I am the silent house.
Pass me by on the corner: the intersection where the streets of history converge—Spanish saints and Anglo generals, martyred priests and failed rebellions—and you think: I am dying of neglect.
Look at the gate, the rusted overwrought fleur-de-lis, the spikes and thorns that bloom. Break the lock. Pass through if you can. Walk on the unkept lawn with tangled buffalo grass, makahiya and other-weeds thriving in the quiet corners. Walk up to the doorway sheltered by bougainvillea, its white flowers shining in the grey gloom, their tangled briars crawling over the windows, hiding the imprint of a lost hand.

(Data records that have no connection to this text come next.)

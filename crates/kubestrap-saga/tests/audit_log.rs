//! Integration tests for audit logging, warning steps and the confirmation gate.

use std::cell::RefCell;
use std::fs;

use kubestrap_saga::{
    ActionError, AssumeNo, AssumeYes, AuditEvent, AuditLevel, AuditLog, CompensationStack,
    ConfirmationGate, Criticality, FnStep, PipelineBuilder, RunOutcome, ServiceControl, Step,
    StepError, scan_warnings,
};

#[derive(Default)]
struct TestContext {
    executed: RefCell<Vec<String>>,
    compensated: RefCell<Vec<String>>,
    probes: RefCell<usize>,
}

impl ServiceControl for TestContext {
    fn is_active(&self, _service: &str) -> bool {
        *self.probes.borrow_mut() += 1;
        false
    }

    fn start(&self, _service: &str) -> Result<(), ActionError> {
        Ok(())
    }
}

struct SimpleStep {
    name: &'static str,
}

impl Step for SimpleStep {
    type Context = TestContext;

    fn name(&self) -> &str {
        self.name
    }

    fn execute(
        &self,
        ctx: &Self::Context,
        compensations: &mut CompensationStack<Self::Context>,
    ) -> Result<(), StepError> {
        ctx.executed.borrow_mut().push(self.name.to_string());
        let name = self.name;
        compensations.push(format!("undo {name}"), move |ctx: &TestContext| {
            ctx.compensated.borrow_mut().push(name.to_string());
            Ok(())
        });
        Ok(())
    }
}

struct BestEffortStep {
    name: &'static str,
}

impl Step for BestEffortStep {
    type Context = TestContext;

    fn name(&self) -> &str {
        self.name
    }

    fn criticality(&self) -> Criticality {
        Criticality::Warning
    }

    fn execute(
        &self,
        _ctx: &Self::Context,
        _compensations: &mut CompensationStack<Self::Context>,
    ) -> Result<(), StepError> {
        Err(StepError::new("cleanup target missing"))
    }
}

struct RecordingGate {
    prompts: RefCell<Vec<String>>,
    answer: bool,
}

impl ConfirmationGate for RecordingGate {
    fn confirm(&self, prompt: &str) -> bool {
        self.prompts.borrow_mut().push(prompt.to_string());
        self.answer
    }
}

#[test]
fn start_records_follow_configured_order() {
    let ctx = TestContext::default();
    let pipeline = PipelineBuilder::new("test")
        .preflight(SimpleStep { name: "pre" })
        .step(SimpleStep { name: "one" })
        .step(SimpleStep { name: "two" })
        .step(SimpleStep { name: "three" })
        .postflight(SimpleStep { name: "post" })
        .build();

    let report = pipeline.run(&ctx, &AssumeYes, AuditLog::in_memory());

    assert_eq!(report.log.started_steps(), pipeline.step_names());
    assert_eq!(*ctx.executed.borrow(), pipeline.step_names());
}

#[test]
fn each_step_attempt_logged_exactly_once() {
    let ctx = TestContext::default();
    let pipeline = PipelineBuilder::new("test")
        .step(SimpleStep { name: "one" })
        .step(BestEffortStep { name: "two" })
        .step(SimpleStep { name: "three" })
        .build();

    let report = pipeline.run(&ctx, &AssumeYes, AuditLog::in_memory());

    let starts = report.log.started_steps();
    assert_eq!(starts, vec!["one", "two", "three"]);
    let completions = report
        .log
        .records()
        .iter()
        .filter(|r| r.event == AuditEvent::StepCompleted)
        .count();
    assert_eq!(completions, 2);
}

#[test]
fn warning_failure_continues_without_rollback() {
    let ctx = TestContext::default();
    let pipeline = PipelineBuilder::new("reset")
        .step(SimpleStep { name: "first" })
        .step(BestEffortStep {
            name: "remove_cni_config",
        })
        .step(SimpleStep { name: "after" })
        .build();

    let report = pipeline.run(&ctx, &AssumeYes, AuditLog::in_memory());

    assert!(matches!(report.outcome, RunOutcome::Completed));
    assert_eq!(*ctx.executed.borrow(), vec!["first", "after"]);
    assert!(ctx.compensated.borrow().is_empty());
    assert_eq!(report.discarded_compensations, 2);
    assert_eq!(report.completed_steps, vec!["first", "after"]);

    let warning = report
        .log
        .records()
        .iter()
        .find(|r| r.event == AuditEvent::StepWarning)
        .expect("warning record");
    assert_eq!(warning.level, AuditLevel::Error);
    assert!(warning.message.starts_with("Warning:"));
    assert_eq!(
        report.log.warnings(),
        vec!["step 'remove_cni_config' failed: cleanup target missing"]
    );
}

#[test]
fn declined_gate_executes_nothing() {
    let ctx = TestContext::default();
    let gate = RecordingGate {
        prompts: RefCell::new(Vec::new()),
        answer: false,
    };
    let pipeline = PipelineBuilder::new("reset")
        .confirm_with("Tear down Kubernetes?")
        .watch_service("kubelet")
        .preflight(SimpleStep { name: "pre" })
        .step(SimpleStep { name: "one" })
        .build();

    let report = pipeline.run(&ctx, &gate, AuditLog::in_memory());

    assert!(matches!(report.outcome, RunOutcome::Declined));
    assert!(report.outcome.is_success());
    assert!(ctx.executed.borrow().is_empty());
    assert_eq!(*ctx.probes.borrow(), 0);
    assert!(report.log.started_steps().is_empty());
    assert_eq!(*gate.prompts.borrow(), vec!["Tear down Kubernetes?"]);
}

#[test]
fn accepted_gate_runs_pipeline() {
    let ctx = TestContext::default();
    let pipeline = PipelineBuilder::new("reset")
        .confirm_with("Tear down Kubernetes?")
        .step(SimpleStep { name: "one" })
        .build();

    let declined = pipeline.run(&ctx, &AssumeNo, AuditLog::in_memory());
    let accepted = pipeline.run(&ctx, &AssumeYes, AuditLog::in_memory());

    assert!(matches!(declined.outcome, RunOutcome::Declined));
    assert!(matches!(accepted.outcome, RunOutcome::Completed));
    assert_eq!(*ctx.executed.borrow(), vec!["one"]);
}

#[test]
fn closure_steps_share_the_contract() {
    let ctx = TestContext::default();
    let pipeline = PipelineBuilder::new("test")
        .step(FnStep::new(
            "closure",
            |ctx: &TestContext, stack: &mut CompensationStack<TestContext>| {
                ctx.executed.borrow_mut().push("closure".to_string());
                stack.push("undo closure", |ctx: &TestContext| {
                    ctx.compensated.borrow_mut().push("closure".to_string());
                    Ok(())
                });
                Ok(())
            },
        ))
        .step(
            FnStep::new(
                "optional",
                |_ctx: &TestContext, _stack: &mut CompensationStack<TestContext>| {
                    Err(StepError::new("not available"))
                },
            )
            .with_criticality(Criticality::Warning),
        )
        .step(FnStep::new(
            "fatal",
            |_ctx: &TestContext, _stack: &mut CompensationStack<TestContext>| {
                Err(StepError::new("hard failure"))
            },
        ))
        .build();

    let report = pipeline.run(&ctx, &AssumeYes, AuditLog::in_memory());

    assert!(matches!(
        report.outcome,
        RunOutcome::Aborted { ref step, .. } if step == "fatal"
    ));
    assert_eq!(*ctx.compensated.borrow(), vec!["closure"]);
}

#[test]
fn audit_file_persists_records_and_warnings() -> anyhow::Result<()> {
    let dir = tempfile::tempdir()?;
    let path = dir.path().join("logs/kubestrap-reset-test.log");
    let ctx = TestContext::default();
    let pipeline = PipelineBuilder::new("reset")
        .step(SimpleStep { name: "one" })
        .step(BestEffortStep {
            name: "flush_iptables",
        })
        .build();

    let report = pipeline.run(&ctx, &AssumeYes, AuditLog::create(&path)?);
    assert_eq!(report.log.path(), Some(path.as_path()));

    let contents = fs::read_to_string(&path)?;
    assert_eq!(contents.lines().count(), report.log.records().len());
    assert!(contents.contains("[INFO] Starting step 'one'"));
    assert!(contents.contains("[ERROR] Warning: step 'flush_iptables' failed"));

    let warnings = scan_warnings(&path)?;
    assert_eq!(
        warnings,
        vec!["step 'flush_iptables' failed: cleanup target missing"]
    );
    Ok(())
}

#[test]
fn fatal_tool_output_with_warning_text_stays_out_of_warnings() -> anyhow::Result<()> {
    let dir = tempfile::tempdir()?;
    let path = dir.path().join("kubestrap-install-master-test.log");
    let ctx = TestContext::default();
    let pipeline = PipelineBuilder::new("install-master")
        .step(SimpleStep { name: "one" })
        .step(FnStep::new(
            "install_cni",
            |_ctx: &TestContext, _stack: &mut CompensationStack<TestContext>| {
                Err(StepError::new(
                    "kubectl apply failed: Warning: policy/v1beta1 PodDisruptionBudget is \
                     deprecated\nerror: unable to recognize \"calico.yaml\"",
                ))
            },
        ))
        .build();

    let report = pipeline.run(&ctx, &AssumeYes, AuditLog::create(&path)?);

    assert!(matches!(
        report.outcome,
        RunOutcome::Aborted { ref step, .. } if step == "install_cni"
    ));
    let contents = fs::read_to_string(&path)?;
    assert_eq!(contents.lines().count(), report.log.records().len());
    assert!(contents.contains("is deprecated | error: unable to recognize"));
    assert!(scan_warnings(&path)?.is_empty());
    assert!(report.log.warnings().is_empty());
    Ok(())
}

#[test]
fn audit_file_is_appended_not_truncated() -> anyhow::Result<()> {
    let dir = tempfile::tempdir()?;
    let path = dir.path().join("audit.log");

    let mut first = AuditLog::create(&path)?;
    first.info("first run");
    drop(first);
    let mut second = AuditLog::create(&path)?;
    second.warning("second run");
    drop(second);

    let contents = fs::read_to_string(&path)?;
    let lines: Vec<_> = contents.lines().collect();
    assert_eq!(lines.len(), 2);
    assert!(lines[0].ends_with("[INFO] first run"));
    assert!(lines[1].ends_with("[WARN] second run"));
    Ok(())
}
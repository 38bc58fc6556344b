use std::fmt;

use crate::compensation::CompensationStack;
use crate::error::StepError;

/// How a step failure affects the rest of the pipeline.
#[derive(Debug, Clone, Copy, PartialEq, Eq, Default)]
pub enum Criticality {
    /// Failure aborts the pipeline and triggers rollback.
    #[default]
    Fatal,
    /// Failure is logged with a `Warning:` prefix and the pipeline continues.
    Warning,
}

impl fmt::Display for Criticality {
    fn fmt(&self, f: &mut fmt::Formatter<'_>) -> fmt::Result {
        match self {
            Self::Fatal => write!(f, "fatal"),
            Self::Warning => write!(f, "warning"),
        }
    }
}

/// A unit of pipeline work.
///
/// A step performs one logically-related group of host mutations. On success
/// it pushes the compensations for what it changed onto the stack before
/// returning, in the order the mutations happened, so that draining undoes the
/// most recent mutation first. Steps that change nothing push nothing.
///
/// # Type Parameters
///
/// - `Context`: shared dependencies (executors, configuration) closed over by
///   every step of a pipeline
pub trait Step {
    /// Shared context providing dependencies.
    type Context;

    /// Human-readable name for logging.
    fn name(&self) -> &str;

    /// Whether a failure of this step aborts the pipeline.
    ///
    /// Defaults to [`Criticality::Fatal`].
    fn criticality(&self) -> Criticality {
        Criticality::Fatal
    }

    /// Execute the step body.
    ///
    /// # Errors
    ///
    /// Returns a [`StepError`] describing why the mutation could not be made.
    fn execute(
        &self,
        ctx: &Self::Context,
        compensations: &mut CompensationStack<Self::Context>,
    ) -> Result<(), StepError>;
}

/// A step built from a closure.
///
/// Handy for small steps that do not warrant their own type.
pub struct FnStep<Ctx, F> {
    name: String,
    criticality: Criticality,
    body: F,
    _ctx: std::marker::PhantomData<fn(&Ctx)>,
}

impl<Ctx, F> FnStep<Ctx, F>
where
    F: Fn(&Ctx, &mut CompensationStack<Ctx>) -> Result<(), StepError>,
{
    pub fn new(name: impl Into<String>, body: F) -> Self {
        Self {
            name: name.into(),
            criticality: Criticality::Fatal,
            body,
            _ctx: std::marker::PhantomData,
        }
    }

    #[must_use]
    pub fn with_criticality(mut self, criticality: Criticality) -> Self {
        self.criticality = criticality;
        self
    }
}

impl<Ctx, F> Step for FnStep<Ctx, F>
where
    F: Fn(&Ctx, &mut CompensationStack<Ctx>) -> Result<(), StepError>,
{
    type Context = Ctx;

    fn name(&self) -> &str {
        &self.name
    }

    fn criticality(&self) -> Criticality {
        self.criticality
    }

    fn execute(
        &self,
        ctx: &Self::Context,
        compensations: &mut CompensationStack<Self::Context>,
    ) -> Result<(), StepError> {
        (self.body)(ctx, compensations)
    }
}

#[cfg(test)]
mod tests {
    use super::*;

    #[test]
    fn fn_step_defaults_to_fatal() {
        let step = FnStep::new("noop", |_ctx: &(), _stack: &mut CompensationStack<()>| Ok(()));

        assert_eq!(step.name(), "noop");
        assert_eq!(step.criticality(), Criticality::Fatal);
    }

    #[test]
    fn fn_step_pushes_through_the_stack() {
        let step = FnStep::new("write", |_ctx: &(), stack: &mut CompensationStack<()>| {
            stack.push("remove file", |_| Ok(()));
            Ok(())
        })
        .with_criticality(Criticality::Warning);
        let mut stack = CompensationStack::new();

        let result = step.execute(&(), &mut stack);

        assert!(result.is_ok());
        assert_eq!(stack.len(), 1);
        assert_eq!(step.criticality(), Criticality::Warning);
    }

    #[test]
    fn criticality_display() {
        assert_eq!(Criticality::Fatal.to_string(), "fatal");
        assert_eq!(Criticality::Warning.to_string(), "warning");
    }
}
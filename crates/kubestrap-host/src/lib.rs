//! Host-side plumbing for kubestrap: process execution, file access, systemd,
//! package managers, and the kubeadm/kubectl front-ends.

mod error;
mod exec;
mod fs;
mod kube;
mod packages;
mod systemd;

#[cfg(any(test, feature = "testing"))]
pub mod mocks;

pub use error::{HostError, Result};
pub use exec::{CommandExecutor, CommandOutput, SystemExecutor, render_command};
pub use fs::{HostFs, LocalFs};
pub use kube::{InitOptions, JoinOptions, Kubeadm, Kubectl};
pub use packages::{PackageManager, UnknownPackageManager};
pub use systemd::Systemd;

I remember her. She screamed and screamed. But I—my walls are made for silence. They have been modified, the window glass enchanted to contain sound. There is a forest of hands scattered across my glass, faded by dust and time. There is an imprint of a face.
I see you, you know.
So what if you were to walk through my doors? Pass through the old, creaking hall, the threadbare carpet, the boards with stains of human effluvia? Coaxed by my silence—so different from the cacophony and mayhem of the world outside—would you lull yourself in, convince yourself I was like any other house? Would you ignore the creaking of my floorboards and come in, deeper, deeper, until you made your way into my beating heart?
Do you see it?
Do you see my chrysalis, covered in dust and particles, by spider webs whose weavers were innocent of its malevolence? Can you hear the thing inside, the monster child remaking itself, the cells breaking down and splitting into constellations of chemical reactions, the thing that was a monster now taking form? When it moves, it creaks, and I move with it, lulling it to sleep, my boards creaking in sympathy from foundations to the walls, to the floors above and the roof.
You never heard her. You never heard her weeping.
The girl without a face.
I remember: she tried to pass her hand over where her face should be and found nothing but a blank slate. I remember when her hands failed—they were losing definition and I felt relief. It would not do for her to keep breaking the skin where her mouth and eyes should be.
What would be the point? It would not bring her face back.
I creaked and sang her to sleep and outside, the world only heard silence.
You must understand this was my choice: the chrysalis blooming in my heart. But you scrabbling soundlessly at my walls, my Esme huddling in her bed—this was not my fault. I did not choose to be haunted.
We never have a say in how we are going to be used. A woman might be murdered and bloom a white lady from the trauma of her death. A child might die—and in a country where children are cheap, their births treasured but not their lives, this is very likely—and a hungry little tiyanak will take up permanent residence. The ghost settles in our foundations, and whether we are made of steel and brick or sheets of corrugated metal, they become our beating, broken heart.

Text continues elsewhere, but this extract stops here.